Saved data entries:
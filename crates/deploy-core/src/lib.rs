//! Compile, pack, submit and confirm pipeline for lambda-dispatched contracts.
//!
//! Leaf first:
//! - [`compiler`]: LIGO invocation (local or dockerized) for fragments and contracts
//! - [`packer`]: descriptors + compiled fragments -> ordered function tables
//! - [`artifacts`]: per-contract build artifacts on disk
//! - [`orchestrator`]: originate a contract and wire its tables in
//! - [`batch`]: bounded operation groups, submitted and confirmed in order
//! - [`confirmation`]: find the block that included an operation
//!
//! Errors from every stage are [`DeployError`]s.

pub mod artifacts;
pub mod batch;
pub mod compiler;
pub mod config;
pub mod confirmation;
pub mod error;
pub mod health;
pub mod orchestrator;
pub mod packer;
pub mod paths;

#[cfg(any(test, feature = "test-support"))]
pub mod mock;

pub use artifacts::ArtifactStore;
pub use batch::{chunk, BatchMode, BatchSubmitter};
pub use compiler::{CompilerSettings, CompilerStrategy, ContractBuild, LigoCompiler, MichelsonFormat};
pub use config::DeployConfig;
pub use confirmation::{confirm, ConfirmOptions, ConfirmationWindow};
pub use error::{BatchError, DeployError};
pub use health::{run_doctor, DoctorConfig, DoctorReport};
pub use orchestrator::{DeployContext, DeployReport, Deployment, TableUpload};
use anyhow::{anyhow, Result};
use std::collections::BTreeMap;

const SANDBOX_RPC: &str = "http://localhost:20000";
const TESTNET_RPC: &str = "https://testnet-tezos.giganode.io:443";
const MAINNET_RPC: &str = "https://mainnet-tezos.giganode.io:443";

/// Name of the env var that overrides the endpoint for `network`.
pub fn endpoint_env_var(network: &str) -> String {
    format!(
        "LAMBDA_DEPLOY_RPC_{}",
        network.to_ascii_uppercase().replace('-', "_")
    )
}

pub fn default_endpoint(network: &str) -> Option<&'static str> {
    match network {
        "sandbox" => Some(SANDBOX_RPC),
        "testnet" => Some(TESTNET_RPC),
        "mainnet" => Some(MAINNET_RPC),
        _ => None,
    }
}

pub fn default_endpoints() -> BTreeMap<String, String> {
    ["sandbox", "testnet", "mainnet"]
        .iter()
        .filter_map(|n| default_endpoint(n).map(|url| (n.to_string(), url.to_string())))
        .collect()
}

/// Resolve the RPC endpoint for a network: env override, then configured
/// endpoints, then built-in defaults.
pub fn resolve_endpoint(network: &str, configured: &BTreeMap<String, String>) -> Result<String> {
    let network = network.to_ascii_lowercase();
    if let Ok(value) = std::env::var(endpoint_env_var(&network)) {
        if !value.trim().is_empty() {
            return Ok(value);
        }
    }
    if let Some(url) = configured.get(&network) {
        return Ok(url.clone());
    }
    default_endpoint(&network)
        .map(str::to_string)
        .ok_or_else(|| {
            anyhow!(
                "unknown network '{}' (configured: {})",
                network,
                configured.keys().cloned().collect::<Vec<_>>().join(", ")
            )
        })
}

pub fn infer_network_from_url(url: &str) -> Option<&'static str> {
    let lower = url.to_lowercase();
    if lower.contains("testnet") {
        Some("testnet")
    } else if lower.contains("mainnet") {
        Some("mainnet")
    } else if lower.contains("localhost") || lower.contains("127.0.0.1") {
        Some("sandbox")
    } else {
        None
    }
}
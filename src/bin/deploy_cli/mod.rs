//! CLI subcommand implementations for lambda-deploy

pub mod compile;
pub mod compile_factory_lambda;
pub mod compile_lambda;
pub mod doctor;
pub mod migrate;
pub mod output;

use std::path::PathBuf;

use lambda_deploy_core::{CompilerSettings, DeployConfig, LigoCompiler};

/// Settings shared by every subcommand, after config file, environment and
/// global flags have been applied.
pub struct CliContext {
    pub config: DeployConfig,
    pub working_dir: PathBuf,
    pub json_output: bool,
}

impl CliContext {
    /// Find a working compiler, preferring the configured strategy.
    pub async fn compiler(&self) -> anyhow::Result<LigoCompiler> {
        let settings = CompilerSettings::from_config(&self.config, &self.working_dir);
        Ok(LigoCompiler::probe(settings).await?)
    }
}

- ASSIGNED TASK: Check the data above and report how many lines include the word "that", using a bare number.

- SOLUTION TO THE PROBLEM: 2